Highly anisotropic SmCo5 single crystal particles are promising candidates for high-density data storage and building nanocomposite permanent magnets with large maximum energy product. Previously, nanocrystalline SmCo5 particles obtained by calciothermic reduction exhibit low magnetic energy product due to magnetic isotropy caused by severely agglomerated equiaxial particles. In this study, we report a new strategy to fabricate highly anisotropic SmCo5 nanochips by reductive annealing of precursors with a special designed morphology.
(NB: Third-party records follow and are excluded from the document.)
//! Time sources for the wait engine.
//!
//! The poller never calls `Instant::now` or `thread::sleep` directly; it goes
//! through a [`Clock`]. Production code uses [`SystemClock`]. Tests use
//! [`FakeClock`], whose `sleep` advances virtual time instantly and records
//! every requested interval so backoff schedules can be asserted exactly.

use std::sync::atomic::{AtomicU64, Ordering};
use std::sync::{Arc, Mutex};
use std::time::{Duration, Instant};

/// Monotonic time source with a sleep primitive
pub trait Clock: Send + Sync {
    /// Time elapsed since the clock's origin
    fn now(&self) -> Duration;

    /// Block for the given duration
    fn sleep(&self, duration: Duration);
}

/// Wall-clock time backed by [`Instant`]
#[derive(Debug, Clone, Copy)]
pub struct SystemClock {
    origin: Instant,
}

impl SystemClock {
    /// Create a clock whose origin is now
    #[must_use]
    pub fn new() -> Self {
        Self {
            origin: Instant::now(),
        }
    }
}

impl Default for SystemClock {
    fn default() -> Self {
        Self::new()
    }
}

impl Clock for SystemClock {
    fn now(&self) -> Duration {
        self.origin.elapsed()
    }

    fn sleep(&self, duration: Duration) {
        std::thread::sleep(duration);
    }
}

/// Deterministic clock for tests
///
/// Cloning shares the underlying time, so a test can keep one handle while
/// the poller owns another.
#[derive(Debug, Clone, Default)]
pub struct FakeClock {
    current_us: Arc<AtomicU64>,
    sleeps: Arc<Mutex<Vec<Duration>>>,
}

impl FakeClock {
    /// Create a fake clock at time zero
    #[must_use]
    pub fn new() -> Self {
        Self::default()
    }

    /// Move time forward without recording a sleep
    pub fn advance(&self, duration: Duration) {
        self.current_us
            .fetch_add(duration.as_micros() as u64, Ordering::SeqCst);
    }

    /// Every duration passed to `sleep`, in call order
    #[must_use]
    pub fn sleeps(&self) -> Vec<Duration> {
        self.sleeps.lock().map(|s| s.clone()).unwrap_or_default()
    }

    /// Total virtual time slept
    #[must_use]
    pub fn total_slept(&self) -> Duration {
        self.sleeps().iter().sum()
    }
}

impl Clock for FakeClock {
    fn now(&self) -> Duration {
        Duration::from_micros(self.current_us.load(Ordering::SeqCst))
    }

    fn sleep(&self, duration: Duration) {
        if let Ok(mut sleeps) = self.sleeps.lock() {
            sleeps.push(duration);
        }
        self.advance(duration);
    }
}

#[cfg(test)]
#[allow(clippy::unwrap_used, clippy::expect_used)]
mod tests {
    use super::*;

    mod fake_clock_tests {
        use super::*;

        #[test]
        fn test_starts_at_zero() {
            let clock = FakeClock::new();
            assert_eq!(clock.now(), Duration::ZERO);
            assert!(clock.sleeps().is_empty());
        }

        #[test]
        fn test_sleep_advances_and_records() {
            let clock = FakeClock::new();
            clock.sleep(Duration::from_millis(500));
            clock.sleep(Duration::from_millis(750));
            assert_eq!(clock.now(), Duration::from_millis(1_250));
            assert_eq!(
                clock.sleeps(),
                vec![Duration::from_millis(500), Duration::from_millis(750)]
            );
            assert_eq!(clock.total_slept(), Duration::from_millis(1_250));
        }

        #[test]
        fn test_advance_does_not_record() {
            let clock = FakeClock::new();
            clock.advance(Duration::from_secs(3));
            assert_eq!(clock.now(), Duration::from_secs(3));
            assert!(clock.sleeps().is_empty());
        }

        #[test]
        fn test_clones_share_time() {
            let clock = FakeClock::new();
            let other = clock.clone();
            other.sleep(Duration::from_millis(10));
            assert_eq!(clock.now(), Duration::from_millis(10));
        }
    }

    mod system_clock_tests {
        use super::*;

        #[test]
        fn test_system_clock_is_monotonic() {
            let clock = SystemClock::new();
            let a = clock.now();
            clock.sleep(Duration::from_millis(2));
            assert!(clock.now() > a);
        }
    }
}
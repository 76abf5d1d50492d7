//! Payment API test client.
//!
//! Requests are assembled from [`OrderParams`], validated per endpoint,
//! signed with [`crate::signature::md5_sign`] and posted as JSON.

mod models;
mod service;

pub use models::{
    CreateOrderResponse, ErrCode, GoodsDetailItem, OneData, OrderParams, PaymentEndpoint,
    PaymentRequest, ResultCode, CHARSET_UTF8, IP_ADDRESS_PATTERN, SIGN_TYPE_MD5,
};
pub use service::{PaymentService, REQUEST_TIMEOUT};
//! The CI results email.

use crate::env::{os_info, runner_version, Lookup};
use autotest::notify::{escape_html, EmailNotifier, EmailSettings, TestSummary};
use chrono::{DateTime, TimeZone};
use tracing::{error, info, warn};

const GREY: &str = "#888";

/// Pass rate to one decimal, `N/A` for an empty run
#[must_use]
pub fn pass_rate(summary: &TestSummary) -> String {
    if summary.total == 0 {
        return "N/A".to_string();
    }
    #[allow(clippy::cast_precision_loss)]
    let rate = summary.passed as f64 / summary.total as f64 * 100.0;
    format!("{rate:.1}%")
}

/// `colour` when `count` is non-zero, grey otherwise
#[must_use]
pub const fn count_color(count: u64, colour: &'static str) -> &'static str {
    if count > 0 {
        colour
    } else {
        GREY
    }
}

/// `【自动化测试】测试报告 [<time>] - 通过率: <passed>/<total>`
#[must_use]
pub fn render_subject(summary: &TestSummary, generated_at: &str) -> String {
    format!(
        "【自动化测试】测试报告 [{generated_at}] - 通过率: {}/{}",
        summary.passed, summary.total
    )
}

/// Values shown in the email besides the counts
#[derive(Debug, Clone, PartialEq, Eq)]
pub struct EmailContext {
    pub generated_at: String,
    /// Public report link, empty when not uploaded
    pub public_url: String,
    pub app_env: String,
    pub os: String,
    pub runner_version: String,
}

impl EmailContext {
    /// From `ALLURE_PUBLIC_URL` and `APP_ENV`, stamped at `now`
    #[must_use]
    pub fn collect<Tz: TimeZone>(lookup: Lookup<'_>, now: &DateTime<Tz>) -> Self
    where
        Tz::Offset: std::fmt::Display,
    {
        Self {
            generated_at: now.format("%Y-%m-%d %H:%M:%S").to_string(),
            public_url: lookup("ALLURE_PUBLIC_URL").unwrap_or_default(),
            app_env: lookup("APP_ENV").unwrap_or_else(|| "test".to_string()),
            os: os_info(),
            runner_version: runner_version().to_string(),
        }
    }
}

const STYLE: &str = "body { font-family: sans-serif; line-height: 1.6; color: #333; }
.container { max-width: 700px; margin: 20px auto; padding: 20px; border: 1px solid #eee; border-radius: 8px; background-color: #f9f9f9; }
.header { text-align: center; margin-bottom: 20px; }
.header h1 { margin: 0; color: #333; }
.header p { color: #888; font-size: 0.9em; }
.summary-block { display: flex; justify-content: space-around; text-align: center; margin-bottom: 20px; padding: 15px; background-color: #fff; border-radius: 5px; }
.summary-item { flex: 1; }
.summary-item h3 { margin: 0 0 5px 0; font-size: 1.8em; }
.summary-item span { font-size: 0.9em; color: #888; }
.details { margin-bottom: 20px; padding: 15px; background-color: #fff; border-radius: 5px; }
.environment { font-size: 0.9em; color: #555; border-top: 1px solid #eee; padding-top: 15px; margin-top: 20px; }";

fn summary_item(count: u64, label: &str, colour: Option<&str>) -> String {
    let style = colour.map(|c| format!(" style=\"color: {c};\"")).unwrap_or_default();
    format!("<div class=\"summary-item\"{style}><h3>{count}</h3><span>{label}</span></div>")
}

/// HTML body: counts, pass rate, duration, report link and environment
#[must_use]
pub fn render_body(summary: &TestSummary, ctx: &EmailContext) -> String {
    let button = if ctx.public_url.is_empty() {
        "<span style=\"color: #888;\">（报告未上传或链接无效）</span>".to_string()
    } else {
        format!(
            "<a href=\"{}\" target=\"_blank\" style=\"display: inline-block; padding: 10px 20px; \
             font-size: 16px; color: #ffffff; background-color: #007bff; border-radius: 5px; \
             text-decoration: none;\">查看完整报告</a>",
            escape_html(&ctx.public_url)
        )
    };

    let items = [
        summary_item(summary.total, "总用例数", None),
        summary_item(summary.passed, "通过", Some(count_color(summary.passed, "#28a745"))),
        summary_item(summary.failed, "失败", Some(count_color(summary.failed, "#dc3545"))),
        summary_item(summary.broken, "异常", Some(count_color(summary.broken, "#ffc107"))),
        summary_item(summary.skipped, "跳过", Some(count_color(summary.skipped, "#6c757d"))),
    ]
    .concat();

    format!(
        "<!DOCTYPE html>\n<html>\n<head>\n<meta charset=\"UTF-8\">\n<style>\n{STYLE}\n</style>\n</head>\n<body>\n\
         <div class=\"container\">\n\
         <div class=\"header\"><h1>自动化测试报告</h1><p>生成时间: {generated}</p></div>\n\
         <div class=\"summary-block\">{items}</div>\n\
         <div class=\"details\"><h4>测试结果详情</h4>\
         <p><strong>通过率:</strong> {rate}</p>\
         <p><strong>执行时间:</strong> {duration:.1}秒</p>\
         <div style=\"margin-top: 15px; text-align: center;\">{button}</div></div>\n\
         <div class=\"environment\"><h4>执行环境信息</h4>\
         <p><strong>测试环境:</strong> {env}</p>\
         <p><strong>操作系统:</strong> {os}</p>\
         <p><strong>运行器版本:</strong> {version}</p></div>\n\
         </div>\n</body>\n</html>\n",
        generated = ctx.generated_at,
        rate = pass_rate(summary),
        duration = summary.duration,
        env = escape_html(&ctx.app_env),
        os = escape_html(&ctx.os),
        version = ctx.runner_version,
    )
}

/// SMTP settings from `EMAIL_*`: SSL when `EMAIL_USE_SSL` is `true`, never
/// STARTTLS, recipients defaulting to the sender
#[must_use]
pub fn smtp_settings(lookup: Lookup<'_>) -> EmailSettings {
    let port = lookup("EMAIL_SMTP_PORT").map_or(465, |raw| {
        raw.trim().parse::<u16>().unwrap_or_else(|_| {
            warn!(value = %raw, "invalid EMAIL_SMTP_PORT, using 465");
            465
        })
    });
    let sender = lookup("EMAIL_SENDER").unwrap_or_else(|| "your-email@qq.com".to_string());
    let recipients = lookup("EMAIL_RECIPIENTS")
        .unwrap_or_else(|| sender.clone())
        .split(',')
        .map(str::trim)
        .filter(|r| !r.is_empty())
        .map(str::to_string)
        .collect();

    EmailSettings {
        enabled: true,
        smtp_server: lookup("EMAIL_SMTP_SERVER").unwrap_or_else(|| "smtp.qq.com".to_string()),
        smtp_port: port,
        sender_email: sender,
        recipients,
        use_ssl: lookup("EMAIL_USE_SSL").map_or(true, |v| v.eq_ignore_ascii_case("true")),
        use_tls: false,
        password: lookup("EMAIL_PASSWORD").filter(|p| !p.is_empty()),
        ..EmailSettings::default()
    }
}

/// Build and send the results email. Failures are logged, never raised;
/// returns whether the mail went out.
pub fn send_report_email<Tz: TimeZone>(
    summary: &TestSummary,
    lookup: Lookup<'_>,
    now: &DateTime<Tz>,
) -> bool
where
    Tz::Offset: std::fmt::Display,
{
    let ctx = EmailContext::collect(lookup, now);
    let subject = render_subject(summary, &ctx.generated_at);
    let html = render_body(summary, &ctx);
    let settings = smtp_settings(lookup);

    info!(
        server = %settings.smtp_server,
        port = settings.smtp_port,
        ssl = settings.use_ssl,
        sender = %settings.sender_email,
        recipients = %settings.recipients.join(", "),
        "sending report email"
    );

    let recipients = settings.recipients.clone();
    let result = EmailNotifier::new(settings)
        .and_then(|notifier| notifier.send_html(&subject, &html, &recipients));
    match result {
        Ok(()) => {
            info!("report email sent");
            true
        }
        Err(e) => {
            error!(error = %e, "report email failed");
            false
        }
    }
}

#[cfg(test)]
#[allow(clippy::unwrap_used, clippy::expect_used)]
mod tests {
    use super::*;
    use std::collections::HashMap;

    fn summary() -> TestSummary {
        TestSummary {
            total: 8,
            passed: 6,
            failed: 2,
            broken: 0,
            skipped: 0,
            unknown: 0,
            duration: 93.25,
        }
    }

    fn ctx(url: &str) -> EmailContext {
        EmailContext {
            generated_at: "2024-05-01 08:30:00".into(),
            public_url: url.into(),
            app_env: "test".into(),
            os: "linux x86_64".into(),
            runner_version: "0.4.0".into(),
        }
    }

    mod render_tests {
        use super::*;

        #[test]
        fn test_subject() {
            assert_eq!(
                render_subject(&summary(), "2024-05-01 08:30:00"),
                "【自动化测试】测试报告 [2024-05-01 08:30:00] - 通过率: 6/8"
            );
        }

        #[test]
        fn test_pass_rate() {
            assert_eq!(pass_rate(&summary()), "75.0%");
            assert_eq!(pass_rate(&TestSummary::default()), "N/A");
        }

        #[test]
        fn test_colours() {
            assert_eq!(count_color(2, "#dc3545"), "#dc3545");
            assert_eq!(count_color(0, "#dc3545"), "#888");
        }

        #[test]
        fn test_body_with_link() {
            let html = render_body(&summary(), &ctx("https://reports.test/allure-report/"));
            assert!(html.contains("93.2秒") || html.contains("93.3秒"));
            assert!(html.contains("75.0%"));
            assert!(html.contains("href=\"https://reports.test/allure-report/\""));
            assert!(html.contains("color: #dc3545;\"><h3>2</h3><span>失败"));
            assert!(html.contains("color: #888;\"><h3>0</h3><span>异常"));
            assert!(html.contains("linux x86_64"));
        }

        #[test]
        fn test_body_without_link() {
            let html = render_body(&summary(), &ctx(""));
            assert!(html.contains("报告未上传"));
            assert!(!html.contains("<a href"));
        }
    }

    mod settings_tests {
        use super::*;

        #[test]
        fn test_defaults() {
            let s = smtp_settings(&|_| None);
            assert_eq!(s.smtp_server, "smtp.qq.com");
            assert_eq!(s.smtp_port, 465);
            assert!(s.use_ssl && !s.use_tls && s.enabled);
            assert_eq!(s.recipients, vec!["your-email@qq.com"]);
            assert!(s.password.is_none());
        }

        #[test]
        fn test_from_env() {
            let env: HashMap<&str, &str> = [
                ("EMAIL_SMTP_PORT", "abc"),
                ("EMAIL_SENDER", "ci@corp.test"),
                ("EMAIL_RECIPIENTS", "a@corp.test, ,b@corp.test"),
                ("EMAIL_USE_SSL", "no"),
                ("EMAIL_PASSWORD", "pw"),
            ]
            .into_iter()
            .collect();
            let s = smtp_settings(&|k| env.get(k).map(|v| (*v).to_string()));
            assert_eq!(s.smtp_port, 465);
            assert!(!s.use_ssl);
            assert_eq!(s.recipients, vec!["a@corp.test", "b@corp.test"]);
            assert_eq!(s.password.as_deref(), Some("pw"));
        }

        #[test]
        fn test_recipients_default_to_sender() {
            let s = smtp_settings(&|k| (k == "EMAIL_SENDER").then(|| "qa@corp.test".to_string()));
            assert_eq!(s.recipients, vec!["qa@corp.test"]);
        }
    }
}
The precursors containing single crystal Co(OH)2 nanoflakes and crystalline Sm(OH)3 nanorods were synthesized by a hydrothermal process, and converted into SmCo5 nanochips by subsequent thermal reduction, during which the Co(OH)2 nanoflakes facilitate the formation of SmCo5 nanochips as a template and Sm(OH)3 nanorods help to maintain the hexagonal morphology and single crystal nature. The SmCo5 nanochips exhibit strong magnetic anisotropy and excellent room temperature magnetic properties with a remanence of 7.7 kG, coercivity of 19.3 kOe, and maximum energy product of 14.4 MGOe, which is the highest recorded value for chemical synthesized nanostructured SmCo5 particles.